### WORK REQUEST
Report every line in the records below that holds the word "StaticModeSource".

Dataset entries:
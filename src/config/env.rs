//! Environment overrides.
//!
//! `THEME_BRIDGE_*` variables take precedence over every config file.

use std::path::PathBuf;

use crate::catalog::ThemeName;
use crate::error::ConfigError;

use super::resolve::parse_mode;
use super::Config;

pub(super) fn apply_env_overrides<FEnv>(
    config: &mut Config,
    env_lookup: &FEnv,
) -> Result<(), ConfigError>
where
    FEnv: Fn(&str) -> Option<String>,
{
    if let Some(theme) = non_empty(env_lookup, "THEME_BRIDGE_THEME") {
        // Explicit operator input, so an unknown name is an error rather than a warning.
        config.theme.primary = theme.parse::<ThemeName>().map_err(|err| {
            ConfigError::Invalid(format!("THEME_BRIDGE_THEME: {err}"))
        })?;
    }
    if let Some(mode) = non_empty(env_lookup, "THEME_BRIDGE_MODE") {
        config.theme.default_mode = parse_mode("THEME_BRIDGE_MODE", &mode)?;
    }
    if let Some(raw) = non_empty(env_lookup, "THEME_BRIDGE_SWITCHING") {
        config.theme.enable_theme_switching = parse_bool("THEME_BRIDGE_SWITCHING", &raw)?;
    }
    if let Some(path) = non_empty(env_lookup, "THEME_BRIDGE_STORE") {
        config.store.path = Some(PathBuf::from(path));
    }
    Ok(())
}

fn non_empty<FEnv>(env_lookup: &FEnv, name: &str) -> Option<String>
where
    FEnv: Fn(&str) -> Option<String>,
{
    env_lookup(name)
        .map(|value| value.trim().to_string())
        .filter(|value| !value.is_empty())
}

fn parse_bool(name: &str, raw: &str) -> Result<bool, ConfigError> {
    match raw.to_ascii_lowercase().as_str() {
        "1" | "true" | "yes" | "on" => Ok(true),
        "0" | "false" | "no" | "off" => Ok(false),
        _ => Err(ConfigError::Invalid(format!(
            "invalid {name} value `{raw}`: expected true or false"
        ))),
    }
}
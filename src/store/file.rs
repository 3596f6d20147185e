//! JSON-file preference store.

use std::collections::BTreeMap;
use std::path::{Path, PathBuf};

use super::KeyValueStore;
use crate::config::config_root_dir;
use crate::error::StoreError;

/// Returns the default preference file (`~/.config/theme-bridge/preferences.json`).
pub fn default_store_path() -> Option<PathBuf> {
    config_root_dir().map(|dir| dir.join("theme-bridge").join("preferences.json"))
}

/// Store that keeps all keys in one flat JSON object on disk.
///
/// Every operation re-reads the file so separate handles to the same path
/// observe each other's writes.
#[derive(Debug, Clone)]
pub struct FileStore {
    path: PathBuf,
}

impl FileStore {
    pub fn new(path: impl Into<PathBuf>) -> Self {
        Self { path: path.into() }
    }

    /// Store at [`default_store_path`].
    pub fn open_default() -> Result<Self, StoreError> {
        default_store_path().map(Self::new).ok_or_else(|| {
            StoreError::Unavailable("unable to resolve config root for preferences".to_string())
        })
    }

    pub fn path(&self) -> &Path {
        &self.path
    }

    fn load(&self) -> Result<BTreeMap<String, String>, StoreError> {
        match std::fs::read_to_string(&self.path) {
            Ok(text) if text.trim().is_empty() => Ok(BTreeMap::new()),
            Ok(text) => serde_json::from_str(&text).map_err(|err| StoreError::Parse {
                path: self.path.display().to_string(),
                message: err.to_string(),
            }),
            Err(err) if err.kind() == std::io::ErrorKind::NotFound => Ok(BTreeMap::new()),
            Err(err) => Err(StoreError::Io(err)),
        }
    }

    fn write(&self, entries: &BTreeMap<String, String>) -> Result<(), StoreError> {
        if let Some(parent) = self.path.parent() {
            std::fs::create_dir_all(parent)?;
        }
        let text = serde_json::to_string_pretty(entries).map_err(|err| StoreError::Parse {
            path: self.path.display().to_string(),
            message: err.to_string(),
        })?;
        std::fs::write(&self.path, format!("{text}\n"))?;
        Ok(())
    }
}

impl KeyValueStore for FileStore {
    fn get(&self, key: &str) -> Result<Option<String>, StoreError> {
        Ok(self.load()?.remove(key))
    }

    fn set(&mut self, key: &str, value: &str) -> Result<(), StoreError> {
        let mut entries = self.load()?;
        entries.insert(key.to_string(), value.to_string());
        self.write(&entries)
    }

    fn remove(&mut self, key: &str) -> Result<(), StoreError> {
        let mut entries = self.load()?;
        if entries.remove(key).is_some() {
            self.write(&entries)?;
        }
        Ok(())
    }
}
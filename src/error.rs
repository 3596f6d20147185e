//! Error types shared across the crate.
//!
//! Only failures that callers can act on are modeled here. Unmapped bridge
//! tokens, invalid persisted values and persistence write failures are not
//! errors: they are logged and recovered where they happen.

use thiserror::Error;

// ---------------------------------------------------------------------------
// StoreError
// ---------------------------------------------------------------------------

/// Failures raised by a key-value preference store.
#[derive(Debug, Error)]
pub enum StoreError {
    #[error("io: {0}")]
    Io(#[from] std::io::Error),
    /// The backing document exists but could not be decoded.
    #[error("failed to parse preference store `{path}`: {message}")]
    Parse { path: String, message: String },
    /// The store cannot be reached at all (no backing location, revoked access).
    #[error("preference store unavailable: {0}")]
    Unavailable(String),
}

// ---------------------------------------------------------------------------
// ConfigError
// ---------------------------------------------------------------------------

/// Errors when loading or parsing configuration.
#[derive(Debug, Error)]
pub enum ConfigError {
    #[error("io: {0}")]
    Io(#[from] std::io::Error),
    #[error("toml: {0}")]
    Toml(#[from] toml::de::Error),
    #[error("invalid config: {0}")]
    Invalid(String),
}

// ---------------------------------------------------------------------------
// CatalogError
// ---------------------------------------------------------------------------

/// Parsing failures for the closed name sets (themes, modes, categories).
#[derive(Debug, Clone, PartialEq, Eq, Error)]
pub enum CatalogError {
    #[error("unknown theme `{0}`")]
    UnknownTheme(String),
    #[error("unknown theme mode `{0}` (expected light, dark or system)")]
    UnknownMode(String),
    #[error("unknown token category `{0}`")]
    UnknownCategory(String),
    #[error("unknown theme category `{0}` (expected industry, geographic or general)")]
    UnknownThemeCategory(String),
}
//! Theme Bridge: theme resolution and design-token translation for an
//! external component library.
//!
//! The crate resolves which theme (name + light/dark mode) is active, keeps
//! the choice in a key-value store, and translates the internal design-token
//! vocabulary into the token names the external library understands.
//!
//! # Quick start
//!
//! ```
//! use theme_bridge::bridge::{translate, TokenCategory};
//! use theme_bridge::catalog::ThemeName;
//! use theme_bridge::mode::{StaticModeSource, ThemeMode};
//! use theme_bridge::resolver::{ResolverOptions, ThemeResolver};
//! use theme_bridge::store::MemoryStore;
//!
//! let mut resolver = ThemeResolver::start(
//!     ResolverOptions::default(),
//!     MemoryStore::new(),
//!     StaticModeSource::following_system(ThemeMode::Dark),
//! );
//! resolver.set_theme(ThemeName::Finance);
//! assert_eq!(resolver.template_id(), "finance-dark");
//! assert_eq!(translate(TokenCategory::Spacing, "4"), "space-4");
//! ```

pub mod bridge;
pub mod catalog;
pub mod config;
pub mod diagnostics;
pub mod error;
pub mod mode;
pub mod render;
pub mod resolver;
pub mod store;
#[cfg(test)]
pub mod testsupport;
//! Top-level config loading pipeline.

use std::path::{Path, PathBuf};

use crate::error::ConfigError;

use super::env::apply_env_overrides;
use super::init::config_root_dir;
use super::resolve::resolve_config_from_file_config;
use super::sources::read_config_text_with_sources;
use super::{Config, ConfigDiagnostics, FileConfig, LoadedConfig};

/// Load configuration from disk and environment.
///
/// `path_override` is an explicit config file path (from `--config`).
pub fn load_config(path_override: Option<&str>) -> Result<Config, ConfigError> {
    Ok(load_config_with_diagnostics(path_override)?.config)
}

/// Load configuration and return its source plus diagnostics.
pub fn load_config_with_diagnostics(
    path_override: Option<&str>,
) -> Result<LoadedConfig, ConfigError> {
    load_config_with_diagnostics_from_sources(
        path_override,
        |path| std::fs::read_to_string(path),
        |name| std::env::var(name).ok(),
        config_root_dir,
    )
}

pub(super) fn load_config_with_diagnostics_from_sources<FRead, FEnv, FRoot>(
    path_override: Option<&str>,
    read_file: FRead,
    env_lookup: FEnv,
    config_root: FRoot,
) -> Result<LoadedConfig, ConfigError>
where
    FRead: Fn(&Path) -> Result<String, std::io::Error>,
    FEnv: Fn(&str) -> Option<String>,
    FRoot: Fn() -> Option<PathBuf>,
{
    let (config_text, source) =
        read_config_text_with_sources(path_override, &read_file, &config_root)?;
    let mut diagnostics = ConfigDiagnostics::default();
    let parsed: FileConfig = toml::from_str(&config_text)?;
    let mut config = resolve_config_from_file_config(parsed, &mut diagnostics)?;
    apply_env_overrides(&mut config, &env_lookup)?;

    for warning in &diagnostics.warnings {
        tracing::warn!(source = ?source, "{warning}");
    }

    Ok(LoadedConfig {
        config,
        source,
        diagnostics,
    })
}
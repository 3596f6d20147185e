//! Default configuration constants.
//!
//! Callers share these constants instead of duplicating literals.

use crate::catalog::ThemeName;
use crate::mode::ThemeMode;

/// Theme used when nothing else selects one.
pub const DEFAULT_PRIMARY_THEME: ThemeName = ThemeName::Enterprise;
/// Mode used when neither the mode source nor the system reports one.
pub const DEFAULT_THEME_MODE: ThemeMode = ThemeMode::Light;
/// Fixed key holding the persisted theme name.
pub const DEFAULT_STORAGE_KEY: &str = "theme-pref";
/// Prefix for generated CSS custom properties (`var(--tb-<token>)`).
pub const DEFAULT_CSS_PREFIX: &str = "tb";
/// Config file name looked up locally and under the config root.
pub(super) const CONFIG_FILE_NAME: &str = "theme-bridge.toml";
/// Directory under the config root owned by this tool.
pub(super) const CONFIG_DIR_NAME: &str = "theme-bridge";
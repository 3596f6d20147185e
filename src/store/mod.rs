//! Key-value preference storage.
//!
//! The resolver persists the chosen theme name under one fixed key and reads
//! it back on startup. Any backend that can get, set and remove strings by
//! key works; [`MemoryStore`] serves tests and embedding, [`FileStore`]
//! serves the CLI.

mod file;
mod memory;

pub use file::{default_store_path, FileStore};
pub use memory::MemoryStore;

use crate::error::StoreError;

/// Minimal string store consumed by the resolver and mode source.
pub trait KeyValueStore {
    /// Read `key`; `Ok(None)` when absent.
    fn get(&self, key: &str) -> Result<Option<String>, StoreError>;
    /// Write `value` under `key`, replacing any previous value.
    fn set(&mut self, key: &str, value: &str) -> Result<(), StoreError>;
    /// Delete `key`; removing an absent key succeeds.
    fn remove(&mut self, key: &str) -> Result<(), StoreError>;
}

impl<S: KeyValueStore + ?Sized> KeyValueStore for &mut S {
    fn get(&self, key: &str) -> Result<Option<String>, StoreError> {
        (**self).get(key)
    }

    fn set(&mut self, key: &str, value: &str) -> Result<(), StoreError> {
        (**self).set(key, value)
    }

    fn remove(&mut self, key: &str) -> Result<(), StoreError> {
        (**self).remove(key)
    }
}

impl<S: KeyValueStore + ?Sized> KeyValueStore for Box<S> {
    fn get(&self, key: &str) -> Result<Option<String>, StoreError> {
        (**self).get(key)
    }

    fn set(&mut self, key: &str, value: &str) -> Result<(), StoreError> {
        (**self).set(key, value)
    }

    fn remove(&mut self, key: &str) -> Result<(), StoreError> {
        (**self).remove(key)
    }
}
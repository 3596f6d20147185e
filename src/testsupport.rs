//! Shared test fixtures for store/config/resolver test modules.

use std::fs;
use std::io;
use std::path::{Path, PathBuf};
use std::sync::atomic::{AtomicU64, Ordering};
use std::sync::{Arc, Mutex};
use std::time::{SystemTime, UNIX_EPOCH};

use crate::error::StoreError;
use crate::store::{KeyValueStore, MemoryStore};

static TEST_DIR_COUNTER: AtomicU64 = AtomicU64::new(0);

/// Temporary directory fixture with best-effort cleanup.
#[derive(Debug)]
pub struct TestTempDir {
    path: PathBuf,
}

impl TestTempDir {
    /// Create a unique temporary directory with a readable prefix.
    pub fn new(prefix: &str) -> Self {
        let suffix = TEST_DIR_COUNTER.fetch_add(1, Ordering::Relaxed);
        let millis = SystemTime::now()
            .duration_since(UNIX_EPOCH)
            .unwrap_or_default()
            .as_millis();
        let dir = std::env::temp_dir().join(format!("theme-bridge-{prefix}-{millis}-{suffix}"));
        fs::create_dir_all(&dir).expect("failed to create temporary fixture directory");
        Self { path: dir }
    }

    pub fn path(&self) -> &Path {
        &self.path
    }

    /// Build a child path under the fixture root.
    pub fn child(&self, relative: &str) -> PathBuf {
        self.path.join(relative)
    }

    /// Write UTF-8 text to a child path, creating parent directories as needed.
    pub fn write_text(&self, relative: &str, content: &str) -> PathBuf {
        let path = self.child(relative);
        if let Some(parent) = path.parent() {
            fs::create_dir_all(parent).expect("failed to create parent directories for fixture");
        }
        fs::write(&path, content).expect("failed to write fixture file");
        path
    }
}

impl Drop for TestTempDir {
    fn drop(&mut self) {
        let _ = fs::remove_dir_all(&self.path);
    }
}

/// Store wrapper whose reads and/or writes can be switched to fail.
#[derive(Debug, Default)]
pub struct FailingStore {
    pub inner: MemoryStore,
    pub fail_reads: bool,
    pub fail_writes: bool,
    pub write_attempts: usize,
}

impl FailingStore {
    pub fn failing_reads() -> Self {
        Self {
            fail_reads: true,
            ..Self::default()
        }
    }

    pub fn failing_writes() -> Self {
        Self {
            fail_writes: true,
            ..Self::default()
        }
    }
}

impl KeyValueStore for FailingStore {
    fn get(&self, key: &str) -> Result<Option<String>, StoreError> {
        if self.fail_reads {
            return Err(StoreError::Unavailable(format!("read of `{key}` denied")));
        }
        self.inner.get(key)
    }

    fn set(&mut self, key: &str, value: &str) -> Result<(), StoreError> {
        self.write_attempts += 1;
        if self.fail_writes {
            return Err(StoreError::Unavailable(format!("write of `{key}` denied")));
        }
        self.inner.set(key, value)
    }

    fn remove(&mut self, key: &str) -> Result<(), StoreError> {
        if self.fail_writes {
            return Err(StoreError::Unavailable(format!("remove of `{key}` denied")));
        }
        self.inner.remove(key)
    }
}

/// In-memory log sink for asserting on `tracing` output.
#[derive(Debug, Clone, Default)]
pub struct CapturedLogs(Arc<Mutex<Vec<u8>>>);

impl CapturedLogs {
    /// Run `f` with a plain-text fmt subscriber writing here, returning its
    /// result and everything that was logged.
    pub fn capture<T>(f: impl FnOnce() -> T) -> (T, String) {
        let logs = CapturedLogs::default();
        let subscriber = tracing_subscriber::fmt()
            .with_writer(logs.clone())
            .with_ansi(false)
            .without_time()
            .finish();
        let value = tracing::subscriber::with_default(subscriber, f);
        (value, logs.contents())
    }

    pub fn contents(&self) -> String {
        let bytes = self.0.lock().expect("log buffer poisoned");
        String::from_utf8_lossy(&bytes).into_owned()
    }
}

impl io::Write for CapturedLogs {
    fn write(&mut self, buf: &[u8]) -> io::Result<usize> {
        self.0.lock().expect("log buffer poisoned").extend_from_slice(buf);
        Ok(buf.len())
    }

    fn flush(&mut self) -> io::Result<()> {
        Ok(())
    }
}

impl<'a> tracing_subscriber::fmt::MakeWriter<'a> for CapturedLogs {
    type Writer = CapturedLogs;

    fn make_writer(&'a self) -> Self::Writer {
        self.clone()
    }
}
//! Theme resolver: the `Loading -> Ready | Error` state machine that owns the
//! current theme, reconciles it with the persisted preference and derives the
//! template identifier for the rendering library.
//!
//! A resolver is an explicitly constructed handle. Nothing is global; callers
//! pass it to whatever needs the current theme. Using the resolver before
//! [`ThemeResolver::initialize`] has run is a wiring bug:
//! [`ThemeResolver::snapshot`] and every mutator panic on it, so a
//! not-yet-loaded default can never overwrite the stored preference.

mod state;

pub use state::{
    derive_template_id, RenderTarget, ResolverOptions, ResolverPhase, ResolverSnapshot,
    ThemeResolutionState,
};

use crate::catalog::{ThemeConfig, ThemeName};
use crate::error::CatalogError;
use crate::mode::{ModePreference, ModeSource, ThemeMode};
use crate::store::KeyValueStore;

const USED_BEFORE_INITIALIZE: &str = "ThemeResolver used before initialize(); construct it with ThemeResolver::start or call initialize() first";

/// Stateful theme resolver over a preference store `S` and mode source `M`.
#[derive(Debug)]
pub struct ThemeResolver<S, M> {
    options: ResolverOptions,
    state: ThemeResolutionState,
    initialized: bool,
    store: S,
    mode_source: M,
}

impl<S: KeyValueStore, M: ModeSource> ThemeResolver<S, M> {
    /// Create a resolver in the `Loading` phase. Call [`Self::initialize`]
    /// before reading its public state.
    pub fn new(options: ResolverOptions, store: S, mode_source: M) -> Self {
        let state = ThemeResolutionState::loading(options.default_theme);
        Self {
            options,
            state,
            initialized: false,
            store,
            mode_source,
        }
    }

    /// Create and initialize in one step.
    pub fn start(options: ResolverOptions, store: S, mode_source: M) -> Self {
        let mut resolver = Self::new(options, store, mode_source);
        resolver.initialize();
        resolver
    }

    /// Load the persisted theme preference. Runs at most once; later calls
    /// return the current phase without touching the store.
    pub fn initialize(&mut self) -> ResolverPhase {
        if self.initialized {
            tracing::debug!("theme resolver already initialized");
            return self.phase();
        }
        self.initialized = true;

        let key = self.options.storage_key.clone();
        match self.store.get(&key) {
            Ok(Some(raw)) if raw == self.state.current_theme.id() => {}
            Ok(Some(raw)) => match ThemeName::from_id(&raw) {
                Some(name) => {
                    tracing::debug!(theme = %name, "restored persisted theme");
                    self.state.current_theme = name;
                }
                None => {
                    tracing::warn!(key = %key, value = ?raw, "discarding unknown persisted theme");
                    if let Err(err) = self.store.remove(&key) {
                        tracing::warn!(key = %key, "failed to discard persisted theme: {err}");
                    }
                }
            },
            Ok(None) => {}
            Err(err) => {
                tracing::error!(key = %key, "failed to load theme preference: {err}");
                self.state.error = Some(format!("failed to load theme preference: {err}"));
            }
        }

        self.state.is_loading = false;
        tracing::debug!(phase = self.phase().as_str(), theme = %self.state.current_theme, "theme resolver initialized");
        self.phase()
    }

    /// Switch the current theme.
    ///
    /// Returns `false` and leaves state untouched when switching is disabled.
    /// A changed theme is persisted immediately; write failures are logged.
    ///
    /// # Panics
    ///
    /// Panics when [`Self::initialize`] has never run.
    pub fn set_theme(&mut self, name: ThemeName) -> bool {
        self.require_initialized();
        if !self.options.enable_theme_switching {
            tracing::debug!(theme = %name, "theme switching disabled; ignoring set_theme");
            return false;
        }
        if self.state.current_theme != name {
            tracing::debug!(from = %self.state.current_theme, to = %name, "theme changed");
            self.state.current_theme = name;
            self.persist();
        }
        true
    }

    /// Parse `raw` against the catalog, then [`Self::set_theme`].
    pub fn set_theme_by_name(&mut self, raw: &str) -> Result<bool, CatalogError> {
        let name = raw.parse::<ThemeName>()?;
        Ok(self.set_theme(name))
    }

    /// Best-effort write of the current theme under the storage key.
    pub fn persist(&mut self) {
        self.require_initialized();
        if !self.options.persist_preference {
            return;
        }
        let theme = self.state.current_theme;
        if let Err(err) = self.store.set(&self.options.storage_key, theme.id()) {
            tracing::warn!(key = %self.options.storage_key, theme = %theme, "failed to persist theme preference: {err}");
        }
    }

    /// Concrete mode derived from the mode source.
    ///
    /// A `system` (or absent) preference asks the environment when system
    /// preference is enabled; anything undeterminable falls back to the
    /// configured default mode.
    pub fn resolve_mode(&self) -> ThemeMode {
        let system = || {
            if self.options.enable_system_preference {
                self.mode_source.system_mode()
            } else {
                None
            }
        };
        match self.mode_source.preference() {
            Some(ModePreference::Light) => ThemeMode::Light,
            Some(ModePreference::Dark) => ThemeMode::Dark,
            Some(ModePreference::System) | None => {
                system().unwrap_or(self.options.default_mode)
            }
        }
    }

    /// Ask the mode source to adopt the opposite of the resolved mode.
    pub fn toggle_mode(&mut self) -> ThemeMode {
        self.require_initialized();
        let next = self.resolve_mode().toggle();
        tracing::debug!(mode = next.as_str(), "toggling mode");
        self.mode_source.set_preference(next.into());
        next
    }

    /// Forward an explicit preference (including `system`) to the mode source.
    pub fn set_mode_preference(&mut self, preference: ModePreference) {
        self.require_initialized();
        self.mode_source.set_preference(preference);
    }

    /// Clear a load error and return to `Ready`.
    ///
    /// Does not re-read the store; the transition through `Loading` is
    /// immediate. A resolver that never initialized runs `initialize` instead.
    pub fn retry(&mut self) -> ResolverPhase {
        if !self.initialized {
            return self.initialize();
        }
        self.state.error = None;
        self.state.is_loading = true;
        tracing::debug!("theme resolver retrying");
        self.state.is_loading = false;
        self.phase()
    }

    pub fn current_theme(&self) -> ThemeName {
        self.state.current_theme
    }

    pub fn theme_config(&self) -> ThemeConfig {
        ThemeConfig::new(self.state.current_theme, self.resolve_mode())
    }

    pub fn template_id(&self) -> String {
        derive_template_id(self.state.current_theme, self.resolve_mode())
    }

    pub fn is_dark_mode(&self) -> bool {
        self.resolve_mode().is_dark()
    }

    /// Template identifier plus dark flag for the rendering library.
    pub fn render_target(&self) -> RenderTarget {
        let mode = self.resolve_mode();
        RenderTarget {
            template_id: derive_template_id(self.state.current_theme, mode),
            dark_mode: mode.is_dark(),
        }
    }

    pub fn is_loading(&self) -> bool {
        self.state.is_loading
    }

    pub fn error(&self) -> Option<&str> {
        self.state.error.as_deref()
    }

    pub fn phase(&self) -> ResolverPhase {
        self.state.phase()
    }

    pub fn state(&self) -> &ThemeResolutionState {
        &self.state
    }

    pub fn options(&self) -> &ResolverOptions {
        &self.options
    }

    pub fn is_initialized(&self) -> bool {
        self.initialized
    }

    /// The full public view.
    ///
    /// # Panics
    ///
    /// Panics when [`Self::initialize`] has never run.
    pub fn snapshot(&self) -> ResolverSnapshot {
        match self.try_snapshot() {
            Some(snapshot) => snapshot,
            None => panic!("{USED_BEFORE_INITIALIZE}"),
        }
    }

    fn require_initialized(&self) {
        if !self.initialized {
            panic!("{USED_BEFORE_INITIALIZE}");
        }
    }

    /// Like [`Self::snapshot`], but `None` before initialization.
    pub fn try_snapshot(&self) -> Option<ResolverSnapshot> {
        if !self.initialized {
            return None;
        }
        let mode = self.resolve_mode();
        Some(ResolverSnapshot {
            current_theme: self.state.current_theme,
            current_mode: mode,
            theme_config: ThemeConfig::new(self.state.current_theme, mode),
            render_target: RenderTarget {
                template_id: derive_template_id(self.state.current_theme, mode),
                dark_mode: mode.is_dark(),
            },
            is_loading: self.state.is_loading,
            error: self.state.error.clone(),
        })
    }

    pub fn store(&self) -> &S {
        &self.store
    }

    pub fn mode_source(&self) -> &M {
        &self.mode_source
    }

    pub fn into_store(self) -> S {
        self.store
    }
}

### SOLUTION TO THIS EXERCISE
//! use theme_bridge::mode::{StaticModeSource, ThemeMode};
//!     StaticModeSource::following_system(ThemeMode::Dark),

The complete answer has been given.